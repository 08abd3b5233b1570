use crate::cli::DoctorFormat;
use crate::diagnostics::{CheckResult, CheckStatus, DiagnosticReport, ReadinessStatus};
use crate::environment::{EnvironmentSnapshot, SupabaseStatus};
use anyhow::Result;
use serde::Serialize;

/// Output and reporting functionality for diagnostics
pub struct DiagnosticOutput {
    format: DoctorFormat,
    verbose: bool,
}

#[derive(Serialize)]
struct JsonReport<'a> {
    #[serde(flatten)]
    report: &'a DiagnosticReport,
    environment: &'a EnvironmentSnapshot,
    ready: bool,
}

impl DiagnosticOutput {
    pub fn new(format: DoctorFormat, verbose: bool) -> Self {
        Self { format, verbose }
    }

    fn is_verbose(&self) -> bool {
        self.verbose && !matches!(self.format, DoctorFormat::Json)
    }

    pub fn print_header(&self) {
        println!("🩺 MYLIFEPICTURES DOCTOR - Supabase Configuration Test");
        println!("=====================================================");
        println!();
    }

    pub fn print_row(&self, result: &CheckResult) {
        println!("{}", self.render_row(result));
    }

    /// One result row; details and action only for problems unless verbose
    pub fn render_row(&self, result: &CheckResult) -> String {
        let status_icon = match result.status {
            CheckStatus::Success => "✅",
            CheckStatus::Error => "❌",
            CheckStatus::Warning => "⚠️",
            CheckStatus::Pending => "⏳",
        };

        let mut lines = vec![format!("{} {}: {}", status_icon, result.name, result.message)];

        if self.is_verbose()
            || matches!(result.status, CheckStatus::Error | CheckStatus::Warning)
        {
            if let Some(details) = &result.details {
                lines.push(format!("   Details: {}", details));
            }
            if let Some(action) = &result.action {
                lines.push(format!("   💡 Action: {}", action));
            }
        }

        lines.join("\n")
    }

    pub fn output_report(&self, report: &DiagnosticReport, status: &SupabaseStatus) -> Result<()> {
        match self.format {
            DoctorFormat::Json => {
                let json = JsonReport {
                    report,
                    environment: &status.snapshot,
                    ready: status.is_ready(),
                };
                println!("{}", serde_json::to_string_pretty(&json)?);
            }
            DoctorFormat::Text => {
                self.output_text_summary(report);
                println!("{}", render_environment_panel(status));
            }
        }
        Ok(())
    }

    fn output_text_summary(&self, report: &DiagnosticReport) {
        println!();
        println!("📊 DIAGNOSTIC SUMMARY:");
        println!("─────────────────────");
        println!("Total checks: {}", report.summary.total_checks);
        if report.summary.passed > 0 {
            println!("✅ Passed: {}", report.summary.passed);
        }
        if report.summary.failed > 0 {
            println!("❌ Failed: {}", report.summary.failed);
        }
        if report.summary.warnings > 0 {
            println!("⚠️  Warnings: {}", report.summary.warnings);
        }
        if report.halted_early {
            println!("⏹️  Remaining checks skipped until the configuration error is fixed");
        }
        println!();

        match report.readiness {
            ReadinessStatus::Ready => println!("✅ Supabase is healthy and ready for use!"),
            ReadinessStatus::PartiallyReady => println!(
                "⚠️  Supabase is functional but has {} warning(s) that should be addressed.",
                report.summary.warnings
            ),
            ReadinessStatus::NotReady => println!(
                "❌ Supabase has {} critical issue(s) that must be resolved.",
                report.summary.failed
            ),
        }
        println!();
    }
}

fn set_or_missing(present: bool) -> &'static str {
    if present {
        "✅ Set"
    } else {
        "❌ Missing"
    }
}

/// Environment variable panel shared by `doctor` and `status`
pub fn render_environment_panel(status: &SupabaseStatus) -> String {
    let snapshot = &status.snapshot;
    let presence = &snapshot.presence;
    let key = if snapshot.key.is_empty() {
        "Not set".to_string()
    } else {
        format!("{}...", snapshot.key_prefix(15))
    };

    let mut lines = vec![
        "🔧 ENVIRONMENT VARIABLES:".to_string(),
        "────────────────────────".to_string(),
        "VITE_ variables (recommended):".to_string(),
        format!("   URL: {}", set_or_missing(presence.vite_url)),
        format!("   Key: {}", set_or_missing(presence.vite_key)),
        "NEXT_PUBLIC_ variables (fallback):".to_string(),
        format!("   URL: {}", set_or_missing(presence.next_url)),
        format!("   Key: {}", set_or_missing(presence.next_key)),
        String::new(),
        "Currently using:".to_string(),
        format!("   URL: {}", snapshot.url),
        format!("   Key: {}", key),
        format!("   Source: {}", snapshot.source().label()),
        String::new(),
    ];

    if status.is_ready() {
        lines.push("🟢 Ready to Use - Supabase is properly configured".to_string());
    } else {
        lines.push(
            "🔴 Configuration Required - set your Supabase API key environment variable"
                .to_string(),
        );
    }

    lines.join("\n")
}
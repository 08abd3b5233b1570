// MyLifePictures Library - Supabase setup diagnostics
// This exposes the core components for testing and integration

pub mod cli;
pub mod config;
pub mod diagnostics;
pub mod environment;
pub mod external;
pub mod models;
pub mod setup;
pub mod supabase;
pub mod telemetry;

// Re-export key types for easy access
pub use self::config::{config, init_config, AppConfig};
pub use diagnostics::{
    CheckKind, CheckResult, CheckStatus, DiagnosticReport, DiagnosticRunner, RunOutcome,
    RunState, RunnerSettings,
};
pub use environment::{init_status, status, EnvironmentSnapshot, SupabaseStatus};
pub use setup::setup_instructions;
pub use supabase::{BackendError, BackendOperations, SupabaseClient};
pub use telemetry::init_telemetry;
use super::doctor::output::render_environment_panel;
use crate::environment;
use anyhow::Result;

/// Show the resolved Supabase environment and the ready flag
pub struct StatusCommand;

impl StatusCommand {
    pub fn new() -> Self {
        Self
    }

    pub async fn execute(&self) -> Result<()> {
        println!("📸 MYLIFEPICTURES SUPABASE STATUS");
        println!("=================================");
        println!();
        println!("{}", render_environment_panel(environment::status()));
        Ok(())
    }
}

impl Default for StatusCommand {
    fn default() -> Self {
        Self::new()
    }
}
//! Base command execution abstraction
//!
//! Provides the foundational trait for executing external commands, enabling
//! dependency injection for testing.

use async_trait::async_trait;
use std::process::Stdio;
use thiserror::Error;
use tokio::io::AsyncWriteExt;
use tokio::process::Command;

#[derive(Debug, Clone)]
pub struct CommandOutput {
    pub status_code: i32,
    pub stdout: String,
    pub stderr: String,
}

impl CommandOutput {
    pub fn success(&self) -> bool {
        self.status_code == 0
    }
}

#[derive(Debug, Error, Clone)]
pub enum CommandError {
    #[error("Command not found: {command}")]
    CommandNotFound { command: String },
    #[error("IO error: {message}")]
    Io { message: String },
}

/// Trait for executing external commands
#[async_trait]
pub trait CommandExecutor: Send + Sync {
    /// Run `program` with `args`, writing `input` to its stdin
    async fn execute_with_input(
        &self,
        program: &str,
        args: &[&str],
        input: &str,
    ) -> Result<CommandOutput, CommandError>;
}

/// Real implementation using tokio::process::Command
pub struct ProcessCommandExecutor;

#[async_trait]
impl CommandExecutor for ProcessCommandExecutor {
    async fn execute_with_input(
        &self,
        program: &str,
        args: &[&str],
        input: &str,
    ) -> Result<CommandOutput, CommandError> {
        let io_error = |e: std::io::Error| CommandError::Io {
            message: e.to_string(),
        };

        let mut child = Command::new(program)
            .args(args)
            .stdin(Stdio::piped())
            .stdout(Stdio::piped())
            .stderr(Stdio::piped())
            .spawn()
            .map_err(|e| {
                if e.kind() == std::io::ErrorKind::NotFound {
                    CommandError::CommandNotFound {
                        command: program.to_string(),
                    }
                } else {
                    io_error(e)
                }
            })?;

        if let Some(mut stdin) = child.stdin.take() {
            stdin.write_all(input.as_bytes()).await.map_err(io_error)?;
            // Dropping stdin closes the pipe so the tool sees EOF
        }

        let output = child.wait_with_output().await.map_err(io_error)?;

        Ok(CommandOutput {
            status_code: output.status.code().unwrap_or(-1),
            stdout: String::from_utf8_lossy(&output.stdout).to_string(),
            stderr: String::from_utf8_lossy(&output.stderr).to_string(),
        })
    }
}
use super::checks::{guarded, halts_run, CheckContext, CheckKind};
use super::types::{DiagnosticReport, RunState};
use crate::environment::EnvironmentSnapshot;
use crate::supabase::BackendOperations;
use std::sync::atomic::{AtomicBool, Ordering};
use std::sync::Arc;
use std::time::Duration;
use tokio::sync::watch;
use tracing::{debug, info, warn, Instrument};
use uuid::Uuid;

/// Timing knobs for a run
#[derive(Debug, Clone, Copy)]
pub struct RunnerSettings {
    pub probe_timeout: Duration,
    pub step_delay: Duration,
}

impl Default for RunnerSettings {
    fn default() -> Self {
        Self {
            probe_timeout: Duration::from_secs(10),
            step_delay: Duration::ZERO,
        }
    }
}

impl From<&crate::config::DoctorConfig> for RunnerSettings {
    fn from(config: &crate::config::DoctorConfig) -> Self {
        Self {
            probe_timeout: config.probe_timeout(),
            step_delay: config.step_delay(),
        }
    }
}

#[derive(Debug)]
pub enum RunOutcome {
    Completed(DiagnosticReport),
    /// A run was already in progress; nothing was started
    AlreadyRunning,
}

/// Executes the diagnostic steps in order and publishes the result list
pub struct DiagnosticRunner {
    context: CheckContext,
    settings: RunnerSettings,
    steps: Vec<CheckKind>,
    state: watch::Sender<RunState>,
    running: AtomicBool,
}

/// Clears the in-progress flag however the run ends, including cancellation.
/// The flag is released last, after the state is settled.
struct RunGuard<'a> {
    runner: &'a DiagnosticRunner,
}

impl Drop for RunGuard<'_> {
    fn drop(&mut self) {
        self.runner.state.send_if_modified(|state| {
            let was_running = state.in_progress;
            if was_running {
                state.finish();
            }
            was_running
        });
        self.runner.running.store(false, Ordering::Release);
    }
}

impl DiagnosticRunner {
    pub fn new(
        snapshot: Arc<EnvironmentSnapshot>,
        backend: Arc<dyn BackendOperations>,
        settings: RunnerSettings,
    ) -> Self {
        let (state, _) = watch::channel(RunState::default());
        Self {
            context: CheckContext { snapshot, backend },
            settings,
            steps: CheckKind::SEQUENCE.to_vec(),
            state,
            running: AtomicBool::new(false),
        }
    }

    /// Replace the step list
    pub fn with_steps(mut self, steps: Vec<CheckKind>) -> Self {
        self.steps = steps;
        self
    }

    /// Observe the result list; every change publishes a full snapshot
    pub fn subscribe(&self) -> watch::Receiver<RunState> {
        self.state.subscribe()
    }

    pub fn state(&self) -> RunState {
        self.state.borrow().clone()
    }

    pub fn is_running(&self) -> bool {
        self.running.load(Ordering::Acquire)
    }

    /// Run every step once. Returns without doing anything while another run
    /// is in progress.
    pub async fn run(&self) -> RunOutcome {
        if self
            .running
            .compare_exchange(false, true, Ordering::AcqRel, Ordering::Acquire)
            .is_err()
        {
            warn!("Diagnostics already running; ignoring trigger");
            return RunOutcome::AlreadyRunning;
        }

        let run_id = Uuid::new_v4().to_string();
        let span = tracing::info_span!("diagnostic_run", correlation.id = %run_id);

        // The report is taken while this run still owns the flag, so a
        // concurrent trigger cannot reset the list underneath it
        let (report, halted_early) = {
            let _guard = RunGuard { runner: self };
            self.state.send_modify(RunState::begin);
            let halted_early = self.execute_steps().instrument(span).await;
            self.state.send_modify(RunState::finish);
            let report = DiagnosticReport::from_state(run_id, &self.state.borrow(), halted_early);
            (report, halted_early)
        };

        info!(
            passed = report.summary.passed,
            failed = report.summary.failed,
            warnings = report.summary.warnings,
            halted_early,
            "Diagnostics finished"
        );
        RunOutcome::Completed(report)
    }

    /// Returns true when the early-exit gate stopped the sequence
    async fn execute_steps(&self) -> bool {
        for &kind in &self.steps {
            self.state
                .send_modify(|state| state.push_pending(kind.name(), kind.pending_message()));

            if !self.settings.step_delay.is_zero() {
                tokio::time::sleep(self.settings.step_delay).await;
            }

            debug!(check = kind.name(), "Running diagnostic check");
            let result = guarded(kind, self.settings.probe_timeout, kind.execute(&self.context)).await;
            let halts = halts_run(kind, &result);
            debug!(check = kind.name(), status = ?result.status, "Diagnostic check settled");

            self.state.send_modify(|state| {
                if let Err(e) = state.settle_last(result) {
                    warn!(check = kind.name(), error = %e, "Discarded illegal result transition");
                }
            });

            if halts {
                info!(check = kind.name(), "Configuration error; skipping remaining checks");
                return true;
            }
        }
        false
    }
}
//! INITIALIZE DEVICE PARAMETERS (91h) [8.16].

use crate::cmds::{AtaCommand, CmdEnv};
use crate::regs::ErrorBits;

/// Sets the logical head and sectors-per-track translation. Completes or
/// aborts synchronously in `begin`; there is no data phase.
pub struct InitDeviceParameters {
    finished: bool,
}

impl InitDeviceParameters {
    pub fn new() -> Self {
        Self { finished: false }
    }
}

impl Default for InitDeviceParameters {
    fn default() -> Self {
        Self::new()
    }
}

impl AtaCommand for InitDeviceParameters {
    fn begin(&mut self, env: &mut CmdEnv<'_>) {
        self.finished = true;
        if env.device.is_packet_device() {
            env.abort(ErrorBits::ABRT);
            return;
        }
        // Device/Head low nibble encodes heads-1; Sector Count carries the
        // sectors per track, where zero is not a valid geometry [8.16.3].
        let heads = (env.regs.device_head & 0x0F) + 1;
        let sectors_per_track = env.regs.sector_count;
        if sectors_per_track == 0 {
            env.abort(ErrorBits::ABRT);
            return;
        }
        if env
            .device
            .driver_mut()
            .set_device_parameters(heads, sectors_per_track)
        {
            env.complete();
        } else {
            env.abort(ErrorBits::ABRT);
        }
    }

    fn is_finished(&self) -> bool {
        self.finished
    }
}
┄┄┄┄┄┄
▸ Assigned task:
Scan the material above. Return every line containing the string "subscribe".

▸ Solution:
    pub fn subscribe(&self) -> watch::Receiver<RunState> {
        self.state.subscribe()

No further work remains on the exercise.